Please restate, word for word, the lines below that begin at the one with "let mut app = Cli::command();" and end at the one with "let settings = DashboardSettings::from_config(&config);". Leave out all other lines.

The records:
▼

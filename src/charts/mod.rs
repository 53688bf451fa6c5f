//! Chart construction
//!
//! Pure builders turning filtered records into Vega-Lite chart
//! descriptions and display tables.

pub mod builders;
pub mod spec;

// Re-export commonly used items
pub use builders::{metric_trend_chart, risk_factor_chart, suicide_risk_chart, workforce_table};
pub use spec::{ChartSpec, Encoding, FieldDef, Mark, MarkKind, StyledTable};
//! User interface and interaction
//!
//! This module contains all components related to user interaction,
//! including CLI parsing, output formatting, progress reporting,
//! and shell completion generation.

pub mod cli;
pub mod color;
pub mod completion;
pub mod output;
pub mod progress;

// Re-export commonly used items
pub use cli::{Cli, Commands, cli_to_config};
pub use completion::print_completions;
pub use output::{display_options, display_view};
pub use progress::ProgressReporter;
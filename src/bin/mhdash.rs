use clap::{CommandFactory, Parser};
use mhdash::analysis::{Selection, WidgetOptions};
use mhdash::config::{CliConfig, Config, DashboardSettings};
use mhdash::core::constants::output_formats;
use mhdash::core::types::DatasetKind;
use mhdash::data::{DatasetCache, DatasetPaths, Datasets};
use mhdash::reporting::logging;
use mhdash::reporting::{DashboardData, HtmlDashboard, ViewModel, render};
use mhdash::ui::ProgressReporter;
use mhdash::ui::completion::print_completions;
use mhdash::ui::output;
use mhdash::ui::{Cli, Commands, cli_to_config};

use std::time::Instant;

fn main() {
    let cli = Cli::parse();

    // Handle completion commands first
    if let Some(exit_code) = handle_completion_commands(&cli) {
        std::process::exit(exit_code);
    }

    match run_dashboard_logic(&cli) {
        Ok(exit_code) => std::process::exit(exit_code),
        Err(e) => {
            eprintln!("Error: {e}");
            std::process::exit(1);
        }
    }
}

/// Handle completion commands and return exit code if a completion command was processed
pub fn handle_completion_commands(cli: &Cli) -> Option<i32> {
    match cli.command {
        Some(Commands::CompletionGenerate { shell }) => {
            let mut app = Cli::command();
            print_completions(shell, &mut app);
            Some(0)
        }
        Some(Commands::Options) | None => None,
    }
}

/// Load the data, render the dashboard and write every requested output
pub fn run_dashboard_logic(cli: &Cli) -> Result<i32, Box<dyn std::error::Error>> {
    let cli_config = cli_to_config(cli);

    // CLI flags only until the config file has been read
    logging::init_logger(cli_config.verbose, cli_config.quiet);

    // Load and merge configuration
    let config = load_and_merge_config(&cli_config)?;

    // Setup logging and output settings
    let output_settings = setup_output_settings(&cli_config, &config);
    logging::init_logger(output_settings.verbose, output_settings.quiet);

    let settings = DashboardSettings::from_config(&config);
    logging::log_config_info(&config, &settings);

    let datasets = load_datasets(&config, &output_settings)?;
    let options = WidgetOptions::from_datasets(&datasets);

    if matches!(cli.command, Some(Commands::Options)) {
        output::display_options(&options);
        return Ok(0);
    }

    let overrides = config.selection.clone().unwrap_or_default();
    let selection = Selection::from_overrides(&overrides, &options)?;
    logging::log_unknown_selection(&selection.unknown_values(&options));

    let start_time = Instant::now();
    let view = render(&datasets, &selection, &settings).inspect_err(|e| {
        logging::log_error("Could not render dashboard", Some(e));
    })?;
    logging::log_render_complete(&view, start_time.elapsed().as_millis());

    output::display_view(&view, &output_settings.output_format, output_settings.quiet)?;

    if let Some(ref dashboard_path) = config.html_dashboard_path {
        write_html_dashboard(view, dashboard_path, &output_settings)?;
    }

    Ok(0)
}

/// Load configuration from file or standard locations and merge with CLI config
pub fn load_and_merge_config(cli_config: &CliConfig) -> Result<Config, Box<dyn std::error::Error>> {
    let mut config = if cli_config.no_config {
        Config::default()
    } else if let Some(ref config_file) = cli_config.config_file {
        Config::load_from_file(config_file).inspect_err(|e| {
            logging::log_error(
                &format!("Could not load config file '{config_file}'"),
                Some(e),
            );
        })?
    } else {
        Config::load_from_standard_locations()
    };

    // Merge CLI arguments with configuration (CLI takes precedence)
    config.merge_with_cli(cli_config);
    config.validate()?;
    Ok(config)
}

/// Settings for output formatting and display
pub struct OutputSettings {
    pub quiet: bool,
    pub verbose: bool,
    pub output_format: String,
    pub show_progress: bool,
}

impl OutputSettings {
    pub fn should_announce_files(&self) -> bool {
        !self.quiet && self.output_format == output_formats::TEXT
    }
}

/// Setup output settings based on CLI and config
pub fn setup_output_settings(cli_config: &CliConfig, config: &Config) -> OutputSettings {
    let quiet = cli_config.quiet;
    let verbose = config.verbose.unwrap_or(false);
    let output_format = config.output_format().to_string();
    let show_progress = !quiet && !cli_config.no_progress;

    OutputSettings {
        quiet,
        verbose,
        output_format,
        show_progress,
    }
}

/// Create progress reporter if needed
pub fn create_progress_reporter(output_settings: &OutputSettings) -> ProgressReporter {
    ProgressReporter::new(
        output_settings.show_progress && output_settings.output_format == output_formats::TEXT,
    )
}

/// Read the five datasets through the process-wide cache
pub fn load_datasets(
    config: &Config,
    output_settings: &OutputSettings,
) -> Result<Datasets, Box<dyn std::error::Error>> {
    let paths = DatasetPaths::from_config(config);
    let cache = DatasetCache::global();

    let mut progress = create_progress_reporter(output_settings);
    progress.start_loading(DatasetKind::ALL.len());

    let loaded = Datasets::load_with(&paths, cache, |kind, table| {
        logging::log_dataset_loaded(kind, paths.path(kind), table);
        progress.dataset_loaded(kind);
    });

    match loaded {
        Ok(datasets) => {
            progress.finish_loading();
            logging::log_cache_stats(&cache.stats());
            Ok(datasets)
        }
        Err(e) => {
            progress.abandon();
            logging::log_error("Could not load datasets", Some(&e));
            Err(e.into())
        }
    }
}

/// Write the standalone HTML page
pub fn write_html_dashboard(
    view: ViewModel,
    dashboard_path: &str,
    output_settings: &OutputSettings,
) -> Result<(), Box<dyn std::error::Error>> {
    let dashboard_data = DashboardData {
        view,
        timestamp: chrono::Utc::now()
            .format("%Y-%m-%d %H:%M:%S UTC")
            .to_string(),
    };

    HtmlDashboard::generate_dashboard(&dashboard_data, dashboard_path).inspect_err(|e| {
        logging::log_error("Failed to generate HTML dashboard", Some(e));
    })?;

    if output_settings.should_announce_files() {
        println!("📊 HTML dashboard generated: {dashboard_path}");
    }
    Ok(())
}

▲

The answer:
            let mut app = Cli::command();
            print_completions(shell, &mut app);
            Some(0)
        }
        Some(Commands::Options) | None => None,
    }
}

/// Load the data, render the dashboard and write every requested output
pub fn run_dashboard_logic(cli: &Cli) -> Result<i32, Box<dyn std::error::Error>> {
    let cli_config = cli_to_config(cli);

    // CLI flags only until the config file has been read
    logging::init_logger(cli_config.verbose, cli_config.quiet);

    // Load and merge configuration
    let config = load_and_merge_config(&cli_config)?;

    // Setup logging and output settings
    let output_settings = setup_output_settings(&cli_config, &config);
    logging::init_logger(output_settings.verbose, output_settings.quiet);

    let settings = DashboardSettings::from_config(&config);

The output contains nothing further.